TITLE II--HOUSING ASSISTANCE PROGRAMS

           *       *       *       *       *       *       *



                 RESTRICTION ON USE OF ASSISTED HOUSING

    Sec. 214. (a) Notwithstanding any other provision of law, 
the applicable Secretary may not make financial assistance 
available for the benefit of any alien unless that alien is a 
resident of the United States and is--
          (1) an alien lawfully admitted for permanent 
        residence as an immigrant as defined by section 
        1101(a)(15) and (20) of Title 8, excluding, among 
        others, alien visitors, tourists, diplomats, and 
        students who enter the United States temporarily with 
        no intention of abandoning their residence in a foreign 
        country;

           *       *       *       *       *       *       *

          (7) an alien who is lawfully resident in the United 
        States and its territories and possessions under 
        section 141 of the Compacts of Free Association between 
        the Government of the United States and the Governments 
        of the Marshall Islands, the Federated States of 
        Micronesia (48 U.S.C. 1901 note) and Palau (48 U.S.C. 
        1931 note) while the applicable section is in effect: 
        Provided, That, within Guam any [such alien shall not 
        be entitled to a preference in receiving assistance 
        under this Act over any United States citizen or 
        national resident therein who is otherwise eligible for 
        such assistance] citizen or national of the United 
        States shall be entitled to a preference or priority in 
        receiving assistance before any such alien who is 
        otherwise eligible for such assistance.

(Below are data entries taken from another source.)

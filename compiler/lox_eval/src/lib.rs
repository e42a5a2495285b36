//! Tree-walking interpreter for Lox.
//!
//! Executes the parser's statements against a scope stack of variable
//! bindings. Output from `print` goes through a [`PrintHandlerImpl`] so it
//! can be captured. The first runtime fault aborts the current run and is
//! returned as a [`RuntimeError`]; side effects before it are kept.

mod environment;
pub mod errors;
mod interpreter;
mod operators;
mod print_handler;
mod unary_operators;
mod value;

pub use environment::{AssignError, Environment};
pub use errors::RuntimeError;
pub use interpreter::{Interpreter, InterpreterBuilder, ScopedInterpreter};
pub use operators::evaluate_binary;
pub use print_handler::{
    buffer_handler, silent_handler, stdout_handler, BufferPrintHandler, PrintHandlerImpl,
    SharedPrintHandler, StdoutPrintHandler,
};
pub use unary_operators::evaluate_unary;
pub use value::Value;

           *       *       *       *       *       *       *

                              ----------                              


                           PUBLIC LAW 95-134


Section 501 of Public Law 95-134, as amended by section 9 of Public Law 
                        95-348; 48 U.S.C. 1469a


 AN ACT To authorize certain appropriations for the territories of the 
 United States, to amend certain Acts relating thereto, and for other 
purposes.

           *       *       *       *       *       *       *


                                TITLE V

    Sec. 501. In order to minimize the burden caused by 
existing application and reporting procedures for certain 
grant-in-aid programs available to the Virgin Islands, Guam, 
American Samoa, the Trust Territory of the Pacific Islands, and 
the Government of the Northern Mariana Islands (hereafter 
referred to as Insular Areas) it is hereby declared to be the 
policy of the Congress, notwithstanding any provision of law to 
the contrary, that:
    (a) Any department or agency of the Government of the 
United States which administers any Act of Congress which 
specifically provides for making grants to any Insular Area 
under which payments received may be used by such Insular Area 
only for certain specified purposes (other than direct payments 
to classes of individuals) may, acting through appropriate 
administrative authorities of such department or agency, 
consolidate any or all grants made to such area for any fiscal 
year or years.

           *       *       *       *       *       *       *

    (d) Each department or agency making grants-in-aid shall, 
by regulations published in the Federal Register, provide the 
method by which any Insular Area may submit (i) a single 
application for a consolidated grant for any fiscal year 
period, but not more than one such application for a 
consolidated grant shall be required by any department or 
agency unless notice of such requirement is transmitted to the 
appropriate committees of the United States Congress together 
with a complete explanation of the necessity for requiring such 
additional applications and (ii) a single report to such 
department or agency with respect to each such consolidated 
grant: Provided, That nothing in this paragraph shall preclude 
such department or agency from providing adequate procedures 
for accounting, auditing, evaluating, and reviewing any 
programs or activities receiving benefits from any consolidated 
grant. The administering authority of any department or agency, 
in its discretion, may (i) waive any requirement for matching 
funds otherwise required [by law] to be provided by the Insular 
Area involved and (ii) waive the requirement that any Insular 
Area submit an application or report in writing with respect to 
any consolidated grant.
    (e) Notwithstanding any other provision of law, in the case 
of American Samoa, Guam, the Virgin Islands, and the Northern 
Mariana Islands, each department or agency of the United States 
shall waive any requirement for local matching funds (including 
in-kind contributions) that the insular area would otherwise be 
required to provide for any non-competitive grant as follows:
          (1) For a grant requiring matching funds (including 
        in-kind contributions) of $500,000 or less, the entire 
        matching requirement shall be waived.
          (2) For a grant requiring matching funds (including 
        in-kind contributions) of more than $500,000, $500,000 
        of the matching requirement shall be waived.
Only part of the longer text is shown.